The appeal characterizes the demand to resubmit as a constructive denial that triggers appeal rights under the Open Records Act, arguing that the original request described records by type and subject area with sufficient precision to satisfy the statute.
Perhaps most notably, VisitLex’s response included seven pages of pre-cited legal exemptions — spanning at least eight different statutory provisions — without applying any of them to a specific record. The exemptions ranged from personal privacy and attorney-client privilege to a narrow provision protecting prospective business locations, which the appeal calls facially inapplicable to compensation records, travel expenses, or board minutes. The appeal also notes multiple statutory citation errors across VisitLex’s responses, including a reference to a nonexistent statute.
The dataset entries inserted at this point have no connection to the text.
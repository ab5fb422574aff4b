//! ei - Edit Integration Library
//!
//! This library provides the core functionality for the ei CLI tool:
//! reconciling file edits produced concurrently by multiple autonomous
//! coding agents working on one shared checkout.
//!
//! # Core Concepts
//!
//! - **Edit Stream**: an append-only, concurrency-safe log of proposed
//!   edits, snapshotted per merge run
//! - **Conflict Grouping**: deterministic per-file partitioning of a
//!   snapshot
//! - **Classification**: a conservative taxonomy over edit pairs (same
//!   line, same block, delete/modify, rename, logical)
//! - **Auto-Merge**: mechanical merging of provably independent edits
//! - **Arbitration**: semantic merges delegated to an external reasoning
//!   engine with strict response validation
//! - **Progress**: a finite stage-event stream with cooperative
//!   cancellation
//!
//! # Module Organization
//!
//! - `cli`: command-line interface using clap
//! - `config`: configuration loading from `.ei.toml`
//! - `error`: error types and result aliases
//! - `hunk`: diff hunk model and application
//! - `edit`: edit stream entry model
//! - `ingest`: in-memory and file-backed edit stream ingest
//! - `group`: per-file conflict grouping
//! - `classify`: pairwise conflict classification
//! - `automerge`: mechanical merge engine
//! - `engine`: external reasoning engine boundary
//! - `arbiter`: semantic merge arbitration
//! - `outcome`: merge outcome model (`IntegratorOutput`)
//! - `integrate`: merge run orchestration
//! - `progress`: stage events, sinks, and cancellation
//! - `agent`: agent identity management
//! - `storage`: `.ei/` state layout
//! - `lock`: file locking and atomic writes
//! - `runlog`: merge run audit log
//! - `events`: JSONL event output for integrations
//! - `output`: shared CLI output formatting

pub mod agent;
pub mod arbiter;
pub mod automerge;
pub mod classify;
pub mod cli;
pub mod config;
pub mod edit;
pub mod engine;
pub mod error;
pub mod events;
pub mod group;
pub mod hunk;
pub mod ingest;
pub mod integrate;
pub mod lock;
pub mod outcome;
pub mod output;
pub mod progress;
pub mod runlog;
pub mod storage;

pub use error::{Error, Result};
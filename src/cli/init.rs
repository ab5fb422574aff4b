//! ei init command implementation
//!
//! Creates initial ei config and storage directories in a checkout.

use std::path::PathBuf;

use crate::config::Config;
use crate::error::Result;
use crate::output::{emit_success, HumanOutput, OutputOptions};
use crate::storage::{ensure_gitignore, Storage};

#[derive(serde::Serialize)]
struct InitReport {
    root: PathBuf,
    created: InitCreated,
    updated: InitUpdated,
}

#[derive(serde::Serialize)]
struct InitCreated {
    config: bool,
    ei_dir: bool,
}

#[derive(serde::Serialize)]
struct InitUpdated {
    gitignore: bool,
}

pub fn run(root: Option<PathBuf>, json: bool, quiet: bool) -> Result<()> {
    let root = match root {
        Some(path) => path,
        None => std::env::current_dir()?,
    };

    let storage = Storage::new(root.clone());
    let created_ei_dir = !storage.is_initialized();
    storage.init()?;

    let config_path = storage.config_file();
    let created_config = if config_path.exists() {
        false
    } else {
        Config::default().save(&config_path)?;
        true
    };

    let updated_gitignore = ensure_gitignore(&root)?;

    let report = InitReport {
        root: root.clone(),
        created: InitCreated {
            config: created_config,
            ei_dir: created_ei_dir,
        },
        updated: InitUpdated {
            gitignore: updated_gitignore,
        },
    };

    let mut created_items = Vec::new();
    if created_config {
        created_items.push(".ei.toml");
    }
    if created_ei_dir {
        created_items.push(".ei/");
    }

    let header = if created_items.is_empty() && !updated_gitignore {
        "ei init: nothing to do".to_string()
    } else {
        "ei init: initialized workspace".to_string()
    };

    let mut human = HumanOutput::new(header);
    human.push_summary("root", root.display().to_string());
    human.push_summary(
        "created",
        if created_items.is_empty() {
            "none".to_string()
        } else {
            created_items.join(", ")
        },
    );
    if updated_gitignore {
        human.push_summary("updated", ".gitignore".to_string());
    }
    human.push_next_step("ei agent set <name>");
    human.push_next_step("ei submit <file> --op update --hunks-file <hunks.json>");

    emit_success(OutputOptions { json, quiet }, "init", &report, Some(&human))?;
    Ok(())
}
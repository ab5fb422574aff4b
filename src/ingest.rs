//! Edit stream ingest.
//!
//! Two implementations of the same append/snapshot contract:
//!
//! - [`EditStream`] — in-memory, mutex-guarded, shared between threads of
//!   one process. `snapshot()` returns a point-in-time copy; appends that
//!   land afterwards never leak into a running merge.
//! - [`EditLog`] — file-backed (JSONL under `.ei/`), flock-guarded, shared
//!   between independent agent processes.
//!
//! Entries are validated on append and immutable afterwards. Everything
//! downstream of a snapshot is pass-by-value.

use std::fs;
use std::io::Write;
use std::path::{Path, PathBuf};
use std::sync::{Arc, Mutex};

use uuid::Uuid;

use crate::edit::EditStreamEntry;
use crate::error::{Error, Result};
use crate::lock::{self, FileLock, DEFAULT_LOCK_TIMEOUT_MS};

/// Append-only store contract shared by both ingest implementations.
///
/// Merge runs only ever consume the snapshot, so injecting a different
/// store never exposes live mutable state to merge logic.
pub trait EditIngest {
    fn append_entry(&self, entry: EditStreamEntry) -> Result<()>;
    fn snapshot_entries(&self) -> Result<Vec<EditStreamEntry>>;
}

/// In-memory append-only edit stream.
///
/// Cheap to clone; clones share the same underlying log.
#[derive(Debug, Clone, Default)]
pub struct EditStream {
    entries: Arc<Mutex<Vec<EditStreamEntry>>>,
}

impl EditStream {
    pub fn new() -> Self {
        Self::default()
    }

    /// Validate and append one entry.
    pub fn append(&self, entry: EditStreamEntry) -> Result<()> {
        entry.validate()?;
        let mut entries = self
            .entries
            .lock()
            .map_err(|_| Error::OperationFailed("edit stream mutex poisoned".to_string()))?;
        entries.push(entry);
        Ok(())
    }

    /// Point-in-time copy of the stream.
    pub fn snapshot(&self) -> Vec<EditStreamEntry> {
        self.entries
            .lock()
            .map(|entries| entries.clone())
            .unwrap_or_default()
    }

    pub fn len(&self) -> usize {
        self.entries.lock().map(|entries| entries.len()).unwrap_or(0)
    }

    pub fn is_empty(&self) -> bool {
        self.len() == 0
    }
}

impl EditIngest for EditStream {
    fn append_entry(&self, entry: EditStreamEntry) -> Result<()> {
        self.append(entry)
    }

    fn snapshot_entries(&self) -> Result<Vec<EditStreamEntry>> {
        Ok(self.snapshot())
    }
}

/// File-backed edit log shared across agent processes.
///
/// Appends hold an exclusive flock on a sibling `.lock` file, write one
/// JSON line, and fsync, so a snapshot never observes a partial entry.
#[derive(Debug, Clone)]
pub struct EditLog {
    path: PathBuf,
}

impl EditLog {
    pub fn new(path: PathBuf) -> Self {
        Self { path }
    }

    pub fn path(&self) -> &Path {
        &self.path
    }

    /// Validate and append one entry to the log file.
    pub fn append(&self, entry: &EditStreamEntry) -> Result<()> {
        entry.validate()?;

        if let Some(parent) = self.path.parent() {
            fs::create_dir_all(parent)?;
        }
        let _lock = FileLock::acquire(self.lock_path(), DEFAULT_LOCK_TIMEOUT_MS)?;

        let json = serde_json::to_string(entry)?;
        let mut file = fs::OpenOptions::new()
            .create(true)
            .append(true)
            .open(&self.path)?;
        writeln!(file, "{json}")?;
        file.sync_all()?;
        Ok(())
    }

    /// Point-in-time copy of the log.
    pub fn snapshot(&self) -> Result<Vec<EditStreamEntry>> {
        if !self.path.exists() {
            return Ok(Vec::new());
        }

        let _lock = FileLock::acquire(self.lock_path(), DEFAULT_LOCK_TIMEOUT_MS)?;
        let contents = fs::read_to_string(&self.path)?;

        let mut entries = Vec::new();
        for line in contents.lines() {
            let trimmed = line.trim();
            if trimmed.is_empty() {
                continue;
            }
            let entry: EditStreamEntry = serde_json::from_str(trimmed)?;
            entries.push(entry);
        }
        Ok(entries)
    }

    /// Drop consumed entries after a successful apply, keeping any that
    /// arrived since the snapshot was taken.
    pub fn remove_entries(&self, consumed: &[Uuid]) -> Result<usize> {
        if !self.path.exists() {
            return Ok(0);
        }

        let _lock = FileLock::acquire(self.lock_path(), DEFAULT_LOCK_TIMEOUT_MS)?;
        let contents = fs::read_to_string(&self.path)?;

        let mut kept = Vec::new();
        let mut removed = 0usize;
        for line in contents.lines() {
            let trimmed = line.trim();
            if trimmed.is_empty() {
                continue;
            }
            let entry: EditStreamEntry = serde_json::from_str(trimmed)?;
            if consumed.contains(&entry.edit_id) {
                removed += 1;
            } else {
                kept.push(trimmed.to_string());
            }
        }

        let mut rewritten = kept.join("\n");
        if !rewritten.is_empty() {
            rewritten.push('\n');
        }
        lock::write_atomic(&self.path, rewritten.as_bytes())?;
        Ok(removed)
    }

    fn lock_path(&self) -> PathBuf {
        PathBuf::from(format!("{}.lock", self.path.display()))
    }
}

impl EditIngest for EditLog {
    fn append_entry(&self, entry: EditStreamEntry) -> Result<()> {
        self.append(&entry)
    }

    fn snapshot_entries(&self) -> Result<Vec<EditStreamEntry>> {
        self.snapshot()
    }
}

#[cfg(test)]
mod tests {
    use super::*;
    use crate::edit::{EditOperation, EditStreamEntry};
    use tempfile::TempDir;

    fn delete_entry(path: &str) -> EditStreamEntry {
        EditStreamEntry::new("agent-a", path, EditOperation::Delete)
    }

    #[test]
    fn snapshot_isolated_from_later_appends() {
        let stream = EditStream::new();
        stream.append(delete_entry("a.rs")).unwrap();

        let snapshot = stream.snapshot();
        stream.append(delete_entry("b.rs")).unwrap();

        assert_eq!(snapshot.len(), 1);
        assert_eq!(stream.len(), 2);
        assert_eq!(snapshot[0].file_path, "a.rs");
    }

    #[test]
    fn append_rejects_invalid_entries() {
        let stream = EditStream::new();
        let invalid = EditStreamEntry::new("agent-a", "f.rs", EditOperation::Create);
        assert!(stream.append(invalid).is_err());
        assert!(stream.is_empty());
    }

    #[test]
    fn log_round_trips_entries() {
        let temp = TempDir::new().unwrap();
        let log = EditLog::new(temp.path().join(".ei").join("edits.jsonl"));

        log.append(&delete_entry("a.rs")).unwrap();
        log.append(&delete_entry("b.rs")).unwrap();

        let entries = log.snapshot().unwrap();
        assert_eq!(entries.len(), 2);
        assert_eq!(entries[0].file_path, "a.rs");
        assert_eq!(entries[1].file_path, "b.rs");
    }

    #[test]
    fn log_snapshot_of_missing_file_is_empty() {
        let temp = TempDir::new().unwrap();
        let log = EditLog::new(temp.path().join("edits.jsonl"));
        assert!(log.snapshot().unwrap().is_empty());
    }

    #[test]
    fn both_stores_satisfy_the_ingest_contract() {
        let temp = TempDir::new().unwrap();
        let stores: Vec<Box<dyn EditIngest>> = vec![
            Box::new(EditStream::new()),
            Box::new(EditLog::new(temp.path().join("edits.jsonl"))),
        ];

        for store in &stores {
            store.append_entry(delete_entry("x.rs")).unwrap();
            let snapshot = store.snapshot_entries().unwrap();
            assert_eq!(snapshot.len(), 1);
            assert_eq!(snapshot[0].file_path, "x.rs");
        }
    }

    #[test]
    fn remove_entries_keeps_unconsumed() {
        let temp = TempDir::new().unwrap();
        let log = EditLog::new(temp.path().join("edits.jsonl"));

        let first = delete_entry("a.rs");
        let second = delete_entry("b.rs");
        log.append(&first).unwrap();
        log.append(&second).unwrap();

        let removed = log.remove_entries(&[first.edit_id]).unwrap();
        assert_eq!(removed, 1);

        let remaining = log.snapshot().unwrap();
        assert_eq!(remaining.len(), 1);
        assert_eq!(remaining[0].edit_id, second.edit_id);
    }
}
Appeals allege broader pattern
The comprehensive records appeal explicitly asks the Attorney General to consider VisitLex’s responses in the context of a broader pattern. Across all of the December 30 requests, the appeal alleges, VisitLex denied the existence of records without documenting its search methodology, demanded resubmissions for requests that were already sufficiently precise, pre-cited exemptions for records it had not yet searched for, and included erroneous statutory citations in multiple response letters.
The appeals collectively ask the Attorney General to find that VisitLex violated the Kentucky Open Records Act on multiple grounds and to order the bureau to conduct thorough searches and produce all responsive records promptly, with any redactions narrowly tailored and justified on a record-by-record basis.
Background: ongoing scrutiny of VisitLex
The appeals are the latest chapter in an ongoing examination of VisitLex’s operations. In February 2024, the Lexington Times reported that four VisitLex employees earned more than Lexington Mayor Linda Gorton, with President Mary Quinn Ramer earning $282,536 annually compared to the mayor’s $162,063. In March 2024, the blog reported that VisitLex distributed $284,745.05 in bonuses during fiscal year 2024, funded through the hotel tax, raising questions under the Kentucky Constitution and state statutes that prohibit additional compensation beyond that set by ordinance for public employees. Ramer received a $56,507.20 bonus, bringing her total annual compensation to $339,043.20.
A subsequent report in April 2024 documented $427,201.15 in credit card charges by VisitLex employees over a roughly 21-month period, with substantial spending on dining and entertainment. Those transactions were disclosed only after the blog filed an appeal with the Attorney General.
The Kentucky Attorney General’s Open Records Division will review the filings and issue decisions, which are binding unless challenged in circuit court.